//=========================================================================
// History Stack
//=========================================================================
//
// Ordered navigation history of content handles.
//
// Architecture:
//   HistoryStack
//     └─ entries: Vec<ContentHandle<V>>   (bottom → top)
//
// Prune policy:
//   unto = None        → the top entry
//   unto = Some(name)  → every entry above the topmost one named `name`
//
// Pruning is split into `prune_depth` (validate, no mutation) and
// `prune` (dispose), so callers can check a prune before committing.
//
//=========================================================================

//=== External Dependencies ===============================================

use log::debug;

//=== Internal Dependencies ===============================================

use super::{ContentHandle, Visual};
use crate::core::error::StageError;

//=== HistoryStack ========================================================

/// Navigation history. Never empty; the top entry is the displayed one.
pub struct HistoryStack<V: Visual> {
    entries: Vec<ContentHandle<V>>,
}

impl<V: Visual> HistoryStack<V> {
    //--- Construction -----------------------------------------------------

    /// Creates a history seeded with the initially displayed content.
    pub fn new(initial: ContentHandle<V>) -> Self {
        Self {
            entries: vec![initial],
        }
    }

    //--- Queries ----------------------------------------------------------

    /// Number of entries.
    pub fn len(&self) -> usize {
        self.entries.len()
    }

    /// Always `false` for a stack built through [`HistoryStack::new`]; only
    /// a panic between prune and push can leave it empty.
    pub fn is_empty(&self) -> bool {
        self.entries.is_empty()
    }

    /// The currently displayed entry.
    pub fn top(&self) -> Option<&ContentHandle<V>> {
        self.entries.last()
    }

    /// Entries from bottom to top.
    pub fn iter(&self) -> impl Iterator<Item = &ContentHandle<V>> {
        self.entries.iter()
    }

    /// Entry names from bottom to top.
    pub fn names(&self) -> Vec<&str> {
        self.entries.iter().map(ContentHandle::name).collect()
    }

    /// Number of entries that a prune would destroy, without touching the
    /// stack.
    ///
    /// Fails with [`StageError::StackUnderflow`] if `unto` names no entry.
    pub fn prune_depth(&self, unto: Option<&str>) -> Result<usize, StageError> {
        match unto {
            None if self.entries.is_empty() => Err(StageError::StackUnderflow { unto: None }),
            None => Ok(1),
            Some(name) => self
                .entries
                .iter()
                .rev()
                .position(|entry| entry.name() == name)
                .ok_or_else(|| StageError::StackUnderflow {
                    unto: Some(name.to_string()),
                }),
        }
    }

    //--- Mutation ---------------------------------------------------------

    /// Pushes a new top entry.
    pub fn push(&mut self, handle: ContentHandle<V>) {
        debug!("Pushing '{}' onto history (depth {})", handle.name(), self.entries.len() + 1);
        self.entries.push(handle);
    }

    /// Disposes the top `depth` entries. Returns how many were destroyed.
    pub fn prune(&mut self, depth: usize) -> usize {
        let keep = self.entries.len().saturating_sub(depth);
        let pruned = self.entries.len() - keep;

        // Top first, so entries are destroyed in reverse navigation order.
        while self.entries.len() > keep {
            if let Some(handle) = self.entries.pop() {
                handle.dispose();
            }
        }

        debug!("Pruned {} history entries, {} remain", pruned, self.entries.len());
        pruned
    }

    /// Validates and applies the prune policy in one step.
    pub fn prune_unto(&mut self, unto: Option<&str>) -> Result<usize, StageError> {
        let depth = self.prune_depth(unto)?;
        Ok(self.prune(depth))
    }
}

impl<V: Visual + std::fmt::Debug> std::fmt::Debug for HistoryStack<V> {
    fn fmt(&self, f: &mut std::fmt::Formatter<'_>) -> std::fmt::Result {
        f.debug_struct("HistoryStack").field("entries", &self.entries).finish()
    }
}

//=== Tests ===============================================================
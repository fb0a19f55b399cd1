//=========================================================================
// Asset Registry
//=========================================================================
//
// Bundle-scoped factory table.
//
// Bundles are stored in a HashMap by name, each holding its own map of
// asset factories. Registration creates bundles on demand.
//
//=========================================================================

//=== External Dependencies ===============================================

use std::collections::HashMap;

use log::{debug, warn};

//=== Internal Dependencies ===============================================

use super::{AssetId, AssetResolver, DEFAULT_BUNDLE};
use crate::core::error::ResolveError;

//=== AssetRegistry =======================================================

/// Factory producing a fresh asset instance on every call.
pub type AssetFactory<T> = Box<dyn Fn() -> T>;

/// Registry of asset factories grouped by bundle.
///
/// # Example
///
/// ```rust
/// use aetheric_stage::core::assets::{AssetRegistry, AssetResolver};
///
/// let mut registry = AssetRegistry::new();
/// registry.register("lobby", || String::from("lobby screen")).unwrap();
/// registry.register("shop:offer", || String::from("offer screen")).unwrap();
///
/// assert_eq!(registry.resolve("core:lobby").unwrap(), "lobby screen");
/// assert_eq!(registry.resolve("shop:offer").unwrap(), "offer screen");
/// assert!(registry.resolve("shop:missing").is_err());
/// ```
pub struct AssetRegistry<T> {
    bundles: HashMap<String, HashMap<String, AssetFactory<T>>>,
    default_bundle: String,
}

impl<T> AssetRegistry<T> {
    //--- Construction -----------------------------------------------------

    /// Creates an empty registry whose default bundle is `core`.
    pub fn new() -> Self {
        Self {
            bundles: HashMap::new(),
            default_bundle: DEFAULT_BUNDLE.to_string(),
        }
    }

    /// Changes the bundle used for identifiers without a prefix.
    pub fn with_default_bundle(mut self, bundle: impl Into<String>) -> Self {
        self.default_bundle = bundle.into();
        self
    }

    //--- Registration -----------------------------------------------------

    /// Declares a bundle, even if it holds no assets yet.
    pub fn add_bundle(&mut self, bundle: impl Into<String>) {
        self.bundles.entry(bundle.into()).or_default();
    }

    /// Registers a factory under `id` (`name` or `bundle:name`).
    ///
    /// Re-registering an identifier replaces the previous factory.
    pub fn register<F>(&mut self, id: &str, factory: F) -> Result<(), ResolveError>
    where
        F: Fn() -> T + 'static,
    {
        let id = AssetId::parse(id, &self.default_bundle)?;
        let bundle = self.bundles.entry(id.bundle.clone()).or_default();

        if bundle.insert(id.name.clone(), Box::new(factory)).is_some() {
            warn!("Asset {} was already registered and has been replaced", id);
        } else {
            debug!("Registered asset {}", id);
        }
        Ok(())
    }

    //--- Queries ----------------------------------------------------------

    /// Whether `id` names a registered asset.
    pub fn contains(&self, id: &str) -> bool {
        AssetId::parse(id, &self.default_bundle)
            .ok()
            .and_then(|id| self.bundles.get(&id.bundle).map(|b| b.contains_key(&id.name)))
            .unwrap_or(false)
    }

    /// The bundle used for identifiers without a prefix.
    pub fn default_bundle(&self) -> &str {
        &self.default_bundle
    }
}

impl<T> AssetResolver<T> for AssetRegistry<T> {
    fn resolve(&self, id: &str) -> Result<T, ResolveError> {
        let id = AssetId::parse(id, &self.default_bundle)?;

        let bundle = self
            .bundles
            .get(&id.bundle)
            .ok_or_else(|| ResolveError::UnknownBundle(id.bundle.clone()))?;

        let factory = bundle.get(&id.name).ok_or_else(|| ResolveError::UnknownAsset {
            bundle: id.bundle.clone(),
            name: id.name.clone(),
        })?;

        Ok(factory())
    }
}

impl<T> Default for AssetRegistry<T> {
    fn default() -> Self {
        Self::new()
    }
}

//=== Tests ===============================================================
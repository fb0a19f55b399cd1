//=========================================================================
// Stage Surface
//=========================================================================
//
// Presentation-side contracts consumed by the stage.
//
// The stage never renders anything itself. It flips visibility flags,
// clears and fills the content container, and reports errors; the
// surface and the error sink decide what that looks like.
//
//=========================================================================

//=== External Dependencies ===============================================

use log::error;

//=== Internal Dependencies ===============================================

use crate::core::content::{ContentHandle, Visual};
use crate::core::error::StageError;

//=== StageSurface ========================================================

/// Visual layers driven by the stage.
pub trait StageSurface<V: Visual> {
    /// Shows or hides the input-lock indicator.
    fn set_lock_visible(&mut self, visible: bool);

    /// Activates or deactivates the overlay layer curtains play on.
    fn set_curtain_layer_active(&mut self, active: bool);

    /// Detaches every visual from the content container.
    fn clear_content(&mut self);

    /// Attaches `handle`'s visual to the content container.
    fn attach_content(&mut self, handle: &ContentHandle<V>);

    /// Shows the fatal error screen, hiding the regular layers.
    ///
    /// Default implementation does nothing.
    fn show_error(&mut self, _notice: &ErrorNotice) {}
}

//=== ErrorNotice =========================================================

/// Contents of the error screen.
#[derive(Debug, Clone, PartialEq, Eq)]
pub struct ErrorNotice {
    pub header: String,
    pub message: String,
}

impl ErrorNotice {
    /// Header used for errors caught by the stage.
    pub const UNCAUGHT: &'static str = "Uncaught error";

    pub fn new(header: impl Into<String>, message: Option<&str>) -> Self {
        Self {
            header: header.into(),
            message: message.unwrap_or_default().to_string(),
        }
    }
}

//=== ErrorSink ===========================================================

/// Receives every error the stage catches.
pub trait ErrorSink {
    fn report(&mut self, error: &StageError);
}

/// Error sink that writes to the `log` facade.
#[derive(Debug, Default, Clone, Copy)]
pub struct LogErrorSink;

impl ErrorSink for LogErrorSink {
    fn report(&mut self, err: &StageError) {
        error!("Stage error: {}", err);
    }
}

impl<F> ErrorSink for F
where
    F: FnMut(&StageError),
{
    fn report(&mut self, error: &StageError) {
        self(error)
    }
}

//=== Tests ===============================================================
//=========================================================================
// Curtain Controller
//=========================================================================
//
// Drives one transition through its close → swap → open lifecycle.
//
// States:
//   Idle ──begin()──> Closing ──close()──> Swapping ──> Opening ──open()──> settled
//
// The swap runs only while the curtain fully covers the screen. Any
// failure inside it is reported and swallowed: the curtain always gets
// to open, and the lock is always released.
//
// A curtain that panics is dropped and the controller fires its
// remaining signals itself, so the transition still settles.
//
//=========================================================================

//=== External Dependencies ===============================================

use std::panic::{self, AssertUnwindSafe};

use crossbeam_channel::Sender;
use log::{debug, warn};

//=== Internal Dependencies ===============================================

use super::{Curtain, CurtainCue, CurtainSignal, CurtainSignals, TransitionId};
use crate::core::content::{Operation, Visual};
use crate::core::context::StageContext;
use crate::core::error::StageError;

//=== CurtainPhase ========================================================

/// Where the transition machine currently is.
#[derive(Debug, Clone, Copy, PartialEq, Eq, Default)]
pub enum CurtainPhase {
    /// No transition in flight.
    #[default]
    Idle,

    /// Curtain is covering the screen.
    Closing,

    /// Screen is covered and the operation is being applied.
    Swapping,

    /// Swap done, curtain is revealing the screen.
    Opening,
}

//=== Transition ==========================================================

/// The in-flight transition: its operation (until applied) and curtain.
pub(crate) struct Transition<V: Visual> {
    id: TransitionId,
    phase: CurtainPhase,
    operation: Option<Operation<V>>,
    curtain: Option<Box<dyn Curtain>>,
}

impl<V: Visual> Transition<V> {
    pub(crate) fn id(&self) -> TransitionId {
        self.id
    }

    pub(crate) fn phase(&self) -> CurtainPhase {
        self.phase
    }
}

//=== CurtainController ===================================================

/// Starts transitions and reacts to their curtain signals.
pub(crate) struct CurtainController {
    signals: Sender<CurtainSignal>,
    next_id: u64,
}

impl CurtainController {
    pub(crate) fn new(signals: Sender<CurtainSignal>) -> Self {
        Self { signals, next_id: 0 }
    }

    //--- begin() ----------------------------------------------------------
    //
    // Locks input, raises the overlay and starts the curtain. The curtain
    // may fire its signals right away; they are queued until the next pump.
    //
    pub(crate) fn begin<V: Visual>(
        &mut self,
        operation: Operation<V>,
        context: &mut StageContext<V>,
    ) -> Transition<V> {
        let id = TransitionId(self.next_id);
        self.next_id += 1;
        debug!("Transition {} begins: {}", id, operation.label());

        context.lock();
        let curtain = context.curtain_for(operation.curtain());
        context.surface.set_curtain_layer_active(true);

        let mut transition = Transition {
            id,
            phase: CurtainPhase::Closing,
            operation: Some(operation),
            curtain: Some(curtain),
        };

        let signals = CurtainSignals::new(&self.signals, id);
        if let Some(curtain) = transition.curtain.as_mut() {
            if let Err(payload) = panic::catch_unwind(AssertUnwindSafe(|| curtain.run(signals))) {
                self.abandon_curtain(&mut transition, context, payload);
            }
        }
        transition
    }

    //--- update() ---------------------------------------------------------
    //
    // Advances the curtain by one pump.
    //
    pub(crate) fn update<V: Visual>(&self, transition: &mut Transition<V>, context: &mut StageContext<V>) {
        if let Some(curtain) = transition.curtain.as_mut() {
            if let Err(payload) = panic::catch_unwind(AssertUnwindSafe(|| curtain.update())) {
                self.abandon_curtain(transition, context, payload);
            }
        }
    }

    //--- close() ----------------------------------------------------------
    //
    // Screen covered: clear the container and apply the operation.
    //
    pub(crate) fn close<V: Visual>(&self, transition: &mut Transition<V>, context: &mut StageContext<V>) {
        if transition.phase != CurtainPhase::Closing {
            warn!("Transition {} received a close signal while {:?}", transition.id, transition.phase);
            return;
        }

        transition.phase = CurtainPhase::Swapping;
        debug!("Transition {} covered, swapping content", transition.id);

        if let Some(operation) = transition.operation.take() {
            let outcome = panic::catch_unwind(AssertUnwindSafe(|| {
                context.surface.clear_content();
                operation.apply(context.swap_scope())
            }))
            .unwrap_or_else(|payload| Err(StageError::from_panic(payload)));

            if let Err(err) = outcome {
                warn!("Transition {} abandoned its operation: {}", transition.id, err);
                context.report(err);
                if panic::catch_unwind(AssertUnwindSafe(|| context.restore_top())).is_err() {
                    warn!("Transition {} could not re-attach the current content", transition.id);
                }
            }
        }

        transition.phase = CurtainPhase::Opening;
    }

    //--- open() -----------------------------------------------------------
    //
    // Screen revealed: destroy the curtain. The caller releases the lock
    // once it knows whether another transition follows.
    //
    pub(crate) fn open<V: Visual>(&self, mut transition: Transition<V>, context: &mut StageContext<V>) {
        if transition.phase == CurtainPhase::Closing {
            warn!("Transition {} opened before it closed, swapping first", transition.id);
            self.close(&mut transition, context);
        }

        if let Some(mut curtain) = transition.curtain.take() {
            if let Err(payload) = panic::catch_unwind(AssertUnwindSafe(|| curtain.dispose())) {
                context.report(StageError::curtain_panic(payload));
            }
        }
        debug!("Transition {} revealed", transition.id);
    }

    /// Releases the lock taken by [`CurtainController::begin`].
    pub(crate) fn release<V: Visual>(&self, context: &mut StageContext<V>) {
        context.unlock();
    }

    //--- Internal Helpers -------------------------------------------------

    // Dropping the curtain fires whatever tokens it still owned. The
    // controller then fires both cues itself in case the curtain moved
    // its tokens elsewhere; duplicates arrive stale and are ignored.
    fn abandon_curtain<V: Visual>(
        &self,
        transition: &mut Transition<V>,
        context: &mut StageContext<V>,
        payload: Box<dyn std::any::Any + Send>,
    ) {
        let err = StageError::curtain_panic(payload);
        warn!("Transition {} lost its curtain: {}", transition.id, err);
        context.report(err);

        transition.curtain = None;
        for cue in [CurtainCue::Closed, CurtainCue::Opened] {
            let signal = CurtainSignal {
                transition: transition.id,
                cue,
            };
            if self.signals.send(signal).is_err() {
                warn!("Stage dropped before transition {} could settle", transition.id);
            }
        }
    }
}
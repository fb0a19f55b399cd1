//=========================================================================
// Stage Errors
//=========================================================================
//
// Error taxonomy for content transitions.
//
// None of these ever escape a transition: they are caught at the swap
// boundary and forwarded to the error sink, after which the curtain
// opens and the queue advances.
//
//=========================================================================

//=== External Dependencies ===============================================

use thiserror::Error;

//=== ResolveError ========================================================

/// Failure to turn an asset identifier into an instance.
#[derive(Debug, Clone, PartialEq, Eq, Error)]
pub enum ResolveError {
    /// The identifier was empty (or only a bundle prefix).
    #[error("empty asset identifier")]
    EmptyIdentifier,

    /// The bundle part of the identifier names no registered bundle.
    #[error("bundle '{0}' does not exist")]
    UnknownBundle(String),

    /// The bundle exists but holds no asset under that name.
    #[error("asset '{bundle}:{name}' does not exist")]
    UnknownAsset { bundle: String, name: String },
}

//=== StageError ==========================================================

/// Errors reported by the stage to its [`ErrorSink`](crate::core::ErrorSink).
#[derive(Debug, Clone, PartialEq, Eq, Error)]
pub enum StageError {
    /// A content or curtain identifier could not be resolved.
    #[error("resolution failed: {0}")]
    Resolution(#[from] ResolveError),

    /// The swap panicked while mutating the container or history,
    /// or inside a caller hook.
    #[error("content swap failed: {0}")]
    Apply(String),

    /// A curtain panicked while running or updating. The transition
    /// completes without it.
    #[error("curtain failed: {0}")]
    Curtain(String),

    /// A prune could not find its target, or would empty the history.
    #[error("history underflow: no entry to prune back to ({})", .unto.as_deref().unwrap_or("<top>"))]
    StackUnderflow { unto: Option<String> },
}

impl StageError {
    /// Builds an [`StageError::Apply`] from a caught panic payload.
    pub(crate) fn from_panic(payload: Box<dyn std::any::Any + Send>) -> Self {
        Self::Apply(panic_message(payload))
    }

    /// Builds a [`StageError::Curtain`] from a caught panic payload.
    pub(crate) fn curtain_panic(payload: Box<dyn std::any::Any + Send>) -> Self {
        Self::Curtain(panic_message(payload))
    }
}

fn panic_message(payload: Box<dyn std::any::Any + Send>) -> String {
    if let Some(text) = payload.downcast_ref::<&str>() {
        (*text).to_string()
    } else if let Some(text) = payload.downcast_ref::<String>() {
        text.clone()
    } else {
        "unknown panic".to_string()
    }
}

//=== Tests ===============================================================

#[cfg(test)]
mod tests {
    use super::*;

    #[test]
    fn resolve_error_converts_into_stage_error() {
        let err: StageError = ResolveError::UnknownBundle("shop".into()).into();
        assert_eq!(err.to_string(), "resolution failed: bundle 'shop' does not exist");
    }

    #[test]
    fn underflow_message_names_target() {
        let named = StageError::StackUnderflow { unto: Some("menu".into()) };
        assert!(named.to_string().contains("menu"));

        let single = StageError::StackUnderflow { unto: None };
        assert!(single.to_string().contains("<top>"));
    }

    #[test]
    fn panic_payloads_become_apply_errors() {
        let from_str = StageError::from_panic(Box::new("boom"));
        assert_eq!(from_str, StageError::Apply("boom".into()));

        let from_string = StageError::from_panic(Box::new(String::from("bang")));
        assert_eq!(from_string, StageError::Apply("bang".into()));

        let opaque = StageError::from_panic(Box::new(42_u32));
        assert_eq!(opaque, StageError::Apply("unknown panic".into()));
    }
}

+ + +

* Task directions
After counting the lines of the records above that hold the word "every", give the total and nothing else.

* Task result
4